The most celebrated person is Hetmeyer, hopping, pumping fists and roaring. And why not, it’s a beautiful gem from him under pressure. When Hetmeyer exits at N0.7, under R Ashwin, Delhi Capitals need 35 to 39. Ashwin’s promotion was very understandable as Shikhar Dhawan was still there, and Ashwin showed the run-a-ball situation in the previous game on a slow pitch so he could do the job well enough. As it happened, not only Ashwin, but also Dhawan was on fire, hitting a wide half-volley to cover the fielder.

Hetmeyer played in singles until the 18th over. He almost hit the next ball but Gautam not only relieved him but also got him a four. When he needed 15 runs in 9 overs, he walled off Josh Hazlewood on a backward square-leg boundary to regain parity. There was some controversy in the final over when the umpires called for a full toss outside without landing wide on the pitch. He wanted Ricky Ponting, the Delhi coach, to be no-ball with the free hit offer. But Delhi caught their nerves to finish the game.
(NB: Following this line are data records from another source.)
//! Shared fixtures for the integration tests.

#![allow(dead_code)]

use std::time::Duration;

use serde_json::json;
use wiremock::matchers::{method, path};
use wiremock::{Mock, MockServer, ResponseTemplate};

use safeguard_core::auth::{CredentialStore, MemoryBackend, Session, SessionManager, StoredCredential};
use safeguard_core::{ApiClient, RequestPipeline};

pub const DEMO_USER: &str = "demo@safeguard.ai";
pub const DEMO_PASSWORD: &str = "demo123";
pub const DEMO_USER_ID: i64 = 1;

/// A pipeline wired to a mock scoring service and an in-memory store.
pub struct Harness {
    pub server: MockServer,
    pub pipeline: RequestPipeline,
    pub backend: MemoryBackend,
}

impl Harness {
    pub async fn start() -> Self {
        Self::with_logout_timeout(Duration::from_secs(5)).await
    }

    pub async fn with_logout_timeout(logout_timeout: Duration) -> Self {
        let server = MockServer::start().await;
        let backend = MemoryBackend::default();
        let client = ApiClient::new(&server.uri(), Duration::from_secs(5)).expect("client");
        let session = SessionManager::with_logout_timeout(
            client.clone(),
            CredentialStore::new(backend.clone()),
            logout_timeout,
        );
        Self {
            server,
            pipeline: RequestPipeline::new(client, session),
            backend,
        }
    }

    pub fn session(&self) -> &SessionManager {
        self.pipeline.session()
    }

    /// What the credential store currently holds.
    pub fn stored(&self) -> Option<StoredCredential> {
        CredentialStore::new(self.backend.clone()).load().expect("memory store never fails")
    }

    pub async fn mount_login(&self, token: &str) {
        Mock::given(method("POST"))
            .and(path("/auth/login"))
            .respond_with(ResponseTemplate::new(200).set_body_json(login_body(token)))
            .mount(&self.server)
            .await;
    }

    /// Log the demo user in with `token` as the issued credential.
    pub async fn login(&self, token: &str) -> Session {
        self.mount_login(token).await;
        self.session()
            .login(DEMO_USER, DEMO_PASSWORD)
            .await
            .expect("login succeeds")
    }
}

pub fn login_body(token: &str) -> serde_json::Value {
    json!({
        "access_token": token,
        "token_type": "bearer",
        "user_id": DEMO_USER_ID,
        "email": DEMO_USER,
    })
}

pub fn refresh_body(token: &str) -> serde_json::Value {
    json!({ "access_token": token, "token_type": "bearer" })
}

pub fn prediction_body() -> serde_json::Value {
    json!({
        "is_fraud": true,
        "confidence": 0.91,
        "risk_score": 0.87,
        "explanation": "Prize claim with urgent call to action",
        "blockchain_hash": "0xabc123",
    })
}

pub fn demo_credential(token: &str) -> StoredCredential {
    StoredCredential {
        token: token.to_string(),
        user_id: DEMO_USER_ID,
        email: DEMO_USER.to_string(),
    }
}
//! HTTP transport for the SafeGuard AI scoring service.
//!
//! `ApiClient` knows the endpoints and how to classify responses, but holds
//! no credential of its own: every authenticated call takes the bearer token
//! as an argument, read from the session at send time.

use std::sync::Arc;
use std::time::Duration;

use reqwest::{header, Client, Response};
use serde::Deserialize;
use tracing::debug;

use super::request::PendingRequest;
use super::ApiError;
use crate::auth::AuthError;
use crate::config::Config;

// ============================================================================
// Constants
// ============================================================================

const LOGIN_PATH: &str = "/auth/login";
const REFRESH_PATH: &str = "/auth/refresh";
const LOGOUT_PATH: &str = "/auth/logout";

/// Shown when a login is rejected without a usable message from the service.
pub const GENERIC_LOGIN_FAILURE: &str = "Login failed. Please check your credentials.";

#[derive(Debug, Clone, Deserialize)]
pub struct LoginResponse {
    pub access_token: String,
    pub user_id: i64,
    pub email: String,
    #[serde(default)]
    pub token_type: Option<String>,
}

#[derive(Debug, Deserialize)]
struct RefreshResponse {
    #[serde(default)]
    access_token: Option<String>,
}

/// Transport client. Clone is cheap - reqwest::Client uses Arc internally
/// for connection pooling.
#[derive(Clone)]
pub struct ApiClient {
    client: Client,
    base_url: Arc<str>,
}

impl ApiClient {
    /// Create a client for `base_url` with a fixed per-request timeout
    pub fn new(base_url: &str, timeout: Duration) -> Result<Self, ApiError> {
        let client = Client::builder()
            .timeout(timeout)
            .build()
            .map_err(ApiError::NetworkError)?;

        Ok(Self {
            client,
            base_url: Arc::from(base_url.trim_end_matches('/')),
        })
    }

    pub fn from_config(config: &Config) -> Result<Self, ApiError> {
        Self::new(config.api_base_url(), config.request_timeout())
    }

    pub fn base_url(&self) -> &str {
        &self.base_url
    }

    fn url(&self, path: &str) -> String {
        format!("{}/{}", self.base_url, path.trim_start_matches('/'))
    }

    /// Exchange username and password for a token and identity.
    ///
    /// A 4xx rejection becomes `AuthError::Authentication` carrying the
    /// service's `detail` message when it sent one.
    pub async fn authenticate(&self, username: &str, password: &str) -> Result<LoginResponse, AuthError> {
        let response = self
            .client
            .post(self.url(LOGIN_PATH))
            .header(header::ACCEPT, "application/json")
            .form(&[("username", username), ("password", password)])
            .send()
            .await
            .map_err(ApiError::from)?;

        let status = response.status();
        if status.is_success() {
            let login: LoginResponse = response.json().await.map_err(ApiError::from)?;
            if login.access_token.is_empty() {
                return Err(ApiError::InvalidResponse(
                    "Login response did not include an access token".to_string(),
                )
                .into());
            }
            return Ok(login);
        }

        let body = response.text().await.unwrap_or_default();
        let code = status.as_u16();
        if status.is_client_error() && code != 404 && code != 429 {
            return Err(AuthError::Authentication(login_failure_message(&body)));
        }
        Err(ApiError::from_status(status, &body).into())
    }

    /// Ask the service for a new token using the current one.
    pub async fn refresh(&self, token: &str) -> Result<String, ApiError> {
        let response = self
            .client
            .post(self.url(REFRESH_PATH))
            .bearer_auth(token)
            .send()
            .await?;

        let response = Self::check_response(response).await?;
        let refreshed: RefreshResponse = response.json().await?;

        refreshed
            .access_token
            .filter(|t| !t.is_empty())
            .ok_or_else(|| {
                ApiError::InvalidResponse("Refresh response did not include an access token".to_string())
            })
    }

    /// Tell the service the session is over. The response body is ignored.
    pub async fn logout(&self, token: &str) -> Result<(), ApiError> {
        let response = self
            .client
            .post(self.url(LOGOUT_PATH))
            .bearer_auth(token)
            .send()
            .await?;

        Self::check_response(response).await?;
        Ok(())
    }

    /// Send one attempt of a pending request, with the given bearer token if any.
    pub async fn send(&self, pending: &PendingRequest, token: Option<&str>) -> Result<Response, ApiError> {
        let request = pending.request();
        let mut builder = self
            .client
            .request(request.method().clone(), self.url(request.path()));

        if let Some(token) = token {
            builder = builder.bearer_auth(token);
        }
        if let Some(body) = request.body() {
            builder = builder.json(body);
        }
        if let Some(timeout) = request.timeout() {
            builder = builder.timeout(timeout);
        }

        debug!(
            method = %request.method(),
            path = request.path(),
            attempt = ?pending.attempt(),
            authenticated = token.is_some(),
            "Sending request"
        );

        let response = builder.send().await?;
        let response = Self::check_response(response).await?;
        debug!(path = request.path(), status = %response.status(), "Response received");
        Ok(response)
    }

    /// Check if response is successful, returning an error with body if not.
    async fn check_response(response: Response) -> Result<Response, ApiError> {
        if response.status().is_success() {
            Ok(response)
        } else {
            let status = response.status();
            let body = response.text().await.unwrap_or_default();
            Err(ApiError::from_status(status, &body))
        }
    }
}

/// Pull a human-readable message out of a rejected login body.
fn login_failure_message(body: &str) -> String {
    let Ok(value) = serde_json::from_str::<serde_json::Value>(body) else {
        return GENERIC_LOGIN_FAILURE.to_string();
    };

    ["detail", "message", "error"]
        .iter()
        .filter_map(|key| value.get(*key))
        .find_map(|v| v.as_str())
        .map(str::trim)
        .filter(|msg| !msg.is_empty())
        .map(str::to_string)
        .unwrap_or_else(|| GENERIC_LOGIN_FAILURE.to_string())
}
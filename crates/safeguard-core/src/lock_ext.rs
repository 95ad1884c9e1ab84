//! Poison-tolerant locking for the session state.

use std::sync::{Mutex, MutexGuard, RwLock, RwLockReadGuard, RwLockWriteGuard};

pub(crate) trait MutexExt<T> {
    /// Acquire the lock, recovering the data if a previous holder panicked.
    fn lock_or_recover(&self) -> MutexGuard<'_, T>;
}

impl<T> MutexExt<T> for Mutex<T> {
    #[track_caller]
    fn lock_or_recover(&self) -> MutexGuard<'_, T> {
        let loc = std::panic::Location::caller();
        self.lock().unwrap_or_else(|poisoned| {
            log_poisoned::<T>(loc);
            poisoned.into_inner()
        })
    }
}

pub(crate) trait RwLockExt<T> {
    fn read_or_recover(&self) -> RwLockReadGuard<'_, T>;
    fn write_or_recover(&self) -> RwLockWriteGuard<'_, T>;
}

impl<T> RwLockExt<T> for RwLock<T> {
    #[track_caller]
    fn read_or_recover(&self) -> RwLockReadGuard<'_, T> {
        let loc = std::panic::Location::caller();
        self.read().unwrap_or_else(|poisoned| {
            log_poisoned::<T>(loc);
            poisoned.into_inner()
        })
    }

    #[track_caller]
    fn write_or_recover(&self) -> RwLockWriteGuard<'_, T> {
        let loc = std::panic::Location::caller();
        self.write().unwrap_or_else(|poisoned| {
            log_poisoned::<T>(loc);
            poisoned.into_inner()
        })
    }
}

fn log_poisoned<T>(loc: &std::panic::Location<'static>) {
    tracing::error!(
        lock_type = std::any::type_name::<T>(),
        file = loc.file(),
        line = loc.line(),
        "Lock poisoned by a panicking holder; recovered data may be inconsistent"
    );
}
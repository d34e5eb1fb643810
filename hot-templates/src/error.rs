//! Error types for the template store.

use std::path::PathBuf;

use thiserror::Error;

/// Result type alias for template store operations.
pub type Result<T> = std::result::Result<T, TemplateError>;

/// Errors that can occur while loading, reloading or rendering templates.
#[derive(Error, Debug)]
pub enum TemplateError {
    /// Template root does not exist or is not a directory.
    #[error("template root not found: {0}")]
    RootNotFound(PathBuf),

    /// A template file could not be read.
    #[error("failed to read {path}: {source}")]
    Scan {
        path: PathBuf,
        #[source]
        source: std::io::Error,
    },

    /// Walking the template tree failed.
    #[error("failed to walk template tree: {0}")]
    Walk(#[from] walkdir::Error),

    /// A template failed to parse.
    #[error("failed to compile {name}: {source}")]
    Compile {
        name: String,
        #[source]
        source: minijinja::Error,
    },

    /// No template with this name in the active set.
    #[error("template not found: {0}")]
    NotFound(String),

    /// The engine failed while rendering.
    #[error("failed to render {name}: {source}")]
    Render {
        name: String,
        #[source]
        source: minijinja::Error,
    },

    /// Writing rendered output failed.
    #[error("failed to write output: {0}")]
    Write(#[source] std::io::Error),

    /// Notify error.
    #[error("notify error: {0}")]
    Notify(#[from] notify::Error),

    /// Watching requires a tokio runtime.
    #[error("watching requires a running tokio runtime")]
    WatchUnavailable,

    /// Configuration error.
    #[error("configuration error: {0}")]
    Config(String),
}

impl TemplateError {
    /// Whether the error came from building a template set (scan or compile)
    /// as opposed to serving a render request.
    pub fn is_load_error(&self) -> bool {
        matches!(
            self,
            Self::RootNotFound(_) | Self::Scan { .. } | Self::Walk(_) | Self::Compile { .. }
        )
    }
}
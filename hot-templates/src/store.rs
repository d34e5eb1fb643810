//! The template store: owns the active set and swaps it on reload.

use std::io::Write;
use std::sync::{Arc, Mutex, PoisonError};

use arc_swap::ArcSwap;
use chrono::Utc;
use serde::Serialize;
use tokio::sync::broadcast;
use tracing::{error, info};

use crate::compiler::Compiler;
use crate::config::{Config, StatusSink};
use crate::error::{Result, TemplateError};
use crate::event::ReloadEvent;
use crate::scanner::Scanner;
use crate::set::TemplateSet;

const EVENT_CAPACITY: usize = 64;

/// Holds the active [`TemplateSet`] and rebuilds it on demand.
///
/// Renders load the current set once and keep it for the whole call, so a
/// reload that lands mid-render never changes what that render sees.
pub struct TemplateStore {
    config: Config,
    scanner: Scanner,
    compiler: Compiler,

    /// Always holds a fully built set.
    active: ArcSwap<TemplateSet>,

    /// Serializes reloads from the watch loop and manual callers.
    reload_lock: Mutex<()>,

    events: broadcast::Sender<ReloadEvent>,
}

impl TemplateStore {
    /// Build the store and perform the initial load from `config.root`.
    pub fn load(config: Config) -> Result<Self> {
        let compiler = Compiler::new(config.clone())?;
        let scanner = Scanner::new(config.clone());
        let (events, _) = broadcast::channel(EVENT_CAPACITY);

        let set = build(&config, &scanner, &compiler, 1)?;
        info!(
            "Loaded {} templates from {} into {}",
            set.len(),
            config.root.display(),
            set.base_name()
        );

        Ok(Self {
            config,
            scanner,
            compiler,
            active: ArcSwap::from_pointee(set),
            reload_lock: Mutex::new(()),
            events,
        })
    }

    /// Rescan and recompile the tree, then swap in the result.
    ///
    /// On failure the previous set stays active and the error is reported to
    /// the status sink before being returned. Returns the new generation.
    pub fn reload(&self) -> Result<u64> {
        let _guard = self.reload_lock.lock().unwrap_or_else(PoisonError::into_inner);
        let current = self.active.load().generation();

        match build(&self.config, &self.scanner, &self.compiler, current + 1) {
            Ok(set) => {
                let generation = set.generation();
                let templates = set.len();
                self.active.store(Arc::new(set));

                info!("Reloaded {templates} templates (generation {generation})");
                let _ = self.events.send(ReloadEvent::Loaded {
                    generation,
                    templates,
                    at: Utc::now(),
                });
                Ok(generation)
            }
            Err(err) => {
                error!("Reload failed, keeping generation {current}: {err}");
                self.config.status.line(&err);
                let _ = self.events.send(ReloadEvent::Failed {
                    generation: current,
                    error: err.to_string(),
                    at: Utc::now(),
                });
                Err(err)
            }
        }
    }

    /// Render `name` with `data` into `writer`.
    ///
    /// Output is written only once the render has succeeded.
    pub fn execute<W, S>(&self, writer: &mut W, name: &str, data: S) -> Result<()>
    where
        W: Write + ?Sized,
        S: Serialize,
    {
        let output = self.render(name, data)?;
        writer
            .write_all(output.as_bytes())
            .map_err(TemplateError::Write)
    }

    /// Render `name` with `data` to a string.
    pub fn render<S: Serialize>(&self, name: &str, data: S) -> Result<String> {
        let set = self.active.load_full();
        set.render(name, data)
    }

    /// Whether the active set contains `name`.
    pub fn contains(&self, name: &str) -> bool {
        self.active.load().contains(name)
    }

    /// Names in the active set.
    pub fn names(&self) -> Vec<String> {
        self.active.load().names().to_vec()
    }

    /// Generation of the active set.
    pub fn generation(&self) -> u64 {
        self.active.load().generation()
    }

    /// Subscribe to reload outcomes.
    pub fn subscribe(&self) -> broadcast::Receiver<ReloadEvent> {
        self.events.subscribe()
    }

    /// The configuration the store was loaded with.
    pub fn config(&self) -> &Config {
        &self.config
    }

    pub(crate) fn status(&self) -> &StatusSink {
        &self.config.status
    }
}

impl std::fmt::Debug for TemplateStore {
    fn fmt(&self, f: &mut std::fmt::Formatter<'_>) -> std::fmt::Result {
        f.debug_struct("TemplateStore")
            .field("root", &self.config.root)
            .field("generation", &self.generation())
            .finish()
    }
}

fn build(
    config: &Config,
    scanner: &Scanner,
    compiler: &Compiler,
    generation: u64,
) -> Result<TemplateSet> {
    config
        .status
        .line(format_args!("loading... {}", config.root.display()));
    let sources = scanner.scan()?;
    compiler.compile(sources, generation)
}

#[cfg(test)]
mod tests {
    use super::*;
    use pretty_assertions::assert_eq;
    use serde_json::json;
    use std::fs;
    use std::path::Path;
    use tempfile::TempDir;

    #[derive(Clone, Default)]
    struct Captured(Arc<Mutex<Vec<u8>>>);

    impl Write for Captured {
        fn write(&mut self, buf: &[u8]) -> std::io::Result<usize> {
            self.0.lock().unwrap().write(buf)
        }

        fn flush(&mut self) -> std::io::Result<()> {
            Ok(())
        }
    }

    impl Captured {
        fn text(&self) -> String {
            String::from_utf8(self.0.lock().unwrap().clone()).unwrap()
        }
    }

    fn store_with(root: &Path, status: Captured) -> TemplateStore {
        let config = Config::new(root)
            .with_extensions([".tpl"])
            .with_status_sink(status);
        TemplateStore::load(config).unwrap()
    }

    #[test]
    fn test_load_and_execute() {
        let temp_dir = TempDir::new().unwrap();
        fs::create_dir(temp_dir.path().join("sub")).unwrap();
        fs::write(temp_dir.path().join("hello.tpl"), "hello {{ Name }}").unwrap();
        fs::write(temp_dir.path().join("sub/page.tpl"), "page").unwrap();
        fs::write(temp_dir.path().join("hello.tpl.bak"), "{% broken").unwrap();

        let status = Captured::default();
        let store = store_with(temp_dir.path(), status.clone());

        let mut out = Vec::new();
        store
            .execute(&mut out, "hello.tpl", json!({"Name": "gernest"}))
            .unwrap();
        assert_eq!(String::from_utf8(out).unwrap(), "hello gernest");
        assert_eq!(store.names(), vec!["hello.tpl", "sub/page.tpl"]);
        assert_eq!(store.generation(), 1);
        assert!(status.text().starts_with("loading... "));
    }

    #[test]
    fn test_execute_unknown_name_writes_nothing() {
        let temp_dir = TempDir::new().unwrap();
        fs::write(temp_dir.path().join("a.tpl"), "a").unwrap();
        let store = store_with(temp_dir.path(), Captured::default());

        let mut out = Vec::new();
        let result = store.execute(&mut out, "b.tpl", json!({}));
        assert!(matches!(result, Err(TemplateError::NotFound(_))));
        assert!(out.is_empty());
    }

    #[test]
    fn test_render_error_writes_nothing() {
        let temp_dir = TempDir::new().unwrap();
        fs::write(temp_dir.path().join("a.tpl"), "start {{ user.name }}").unwrap();
        let store = store_with(temp_dir.path(), Captured::default());

        let mut out = Vec::new();
        let result = store.execute(&mut out, "a.tpl", json!({}));
        assert!(matches!(result, Err(TemplateError::Render { .. })));
        assert!(out.is_empty());
    }

    #[test]
    fn test_initial_load_failure() {
        let temp_dir = TempDir::new().unwrap();
        fs::write(temp_dir.path().join("a.tpl"), "{% for %}").unwrap();

        let config = Config::new(temp_dir.path())
            .with_extensions([".tpl"])
            .with_status_sink(Captured::default());
        let result = TemplateStore::load(config);
        assert!(matches!(result, Err(TemplateError::Compile { .. })));
    }

    #[test]
    fn test_reload_picks_up_changes() {
        let temp_dir = TempDir::new().unwrap();
        let file = temp_dir.path().join("hello.tpl");
        fs::write(&file, "hello {{ Name }}").unwrap();
        let store = store_with(temp_dir.path(), Captured::default());
        let mut events = store.subscribe();

        fs::write(&file, "hi {{ Name }}").unwrap();
        fs::write(temp_dir.path().join("new.tpl"), "new").unwrap();
        assert_eq!(store.reload().unwrap(), 2);

        assert_eq!(
            store.render("hello.tpl", json!({"Name": "gernest"})).unwrap(),
            "hi gernest"
        );
        assert!(store.contains("new.tpl"));
        let event = events.try_recv().unwrap();
        assert!(event.is_loaded());
        assert_eq!(event.generation(), 2);
    }

    #[test]
    fn test_failed_reload_keeps_previous_set() {
        let temp_dir = TempDir::new().unwrap();
        let file = temp_dir.path().join("hello.tpl");
        fs::write(&file, "hello {{ Name }}").unwrap();
        let status = Captured::default();
        let store = store_with(temp_dir.path(), status.clone());
        let mut events = store.subscribe();

        fs::write(&file, "hi {{ Name }").unwrap();
        fs::write(temp_dir.path().join("other.tpl"), "other").unwrap();
        let result = store.reload();

        assert!(matches!(result, Err(TemplateError::Compile { .. })));
        assert_eq!(store.generation(), 1);
        assert!(!store.contains("other.tpl"));
        assert_eq!(
            store.render("hello.tpl", json!({"Name": "gernest"})).unwrap(),
            "hello gernest"
        );
        assert!(status.text().contains("failed to compile hello.tpl"));

        let event = events.try_recv().unwrap();
        assert!(!event.is_loaded());
        assert_eq!(event.generation(), 1);
    }

    #[test]
    fn test_reload_after_root_removed() {
        let temp_dir = TempDir::new().unwrap();
        let root = temp_dir.path().join("views");
        fs::create_dir(&root).unwrap();
        fs::write(root.join("a.tpl"), "a").unwrap();
        let store = store_with(&root, Captured::default());

        fs::remove_dir_all(&root).unwrap();
        assert!(matches!(store.reload(), Err(TemplateError::RootNotFound(_))));
        assert_eq!(store.render("a.tpl", json!({})).unwrap(), "a");
    }
}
What Dhawan does is what Dhawan does

There are no more batsmen than Shikhar Dhawan in 150 types of chase. Especially on slow tracks. Especially these days when he is in red-hot form and can be attacked from the start when he decides.

Dhawan was fined on how to chase in these circumstances. He took the calculated risks against Deepak Chahar, with the new ball. Draw that risk; It’s not. He went on the track to fly Chahar twice across the boundary, but he has been one of the best exponents for seamers in recent years. As with many others, when they do, you may perceive an adrenaline rush and experience danger. Dhawan moves forward steadily – does not charge, does not skip, does not rush. He maintains his shape wonderfully — unopened, sideways, shoulder forward and executes his shot well. And as Shardul Thakur did in the 15th over, he can pull off any big hit if the ball is not right. Eventually, he hit a wide half volley from Thakur to cover to start some play in the hunt, but his contribution was crucial. As if Ambati Rayudu’s fine 55 gave Chennai something to bowl.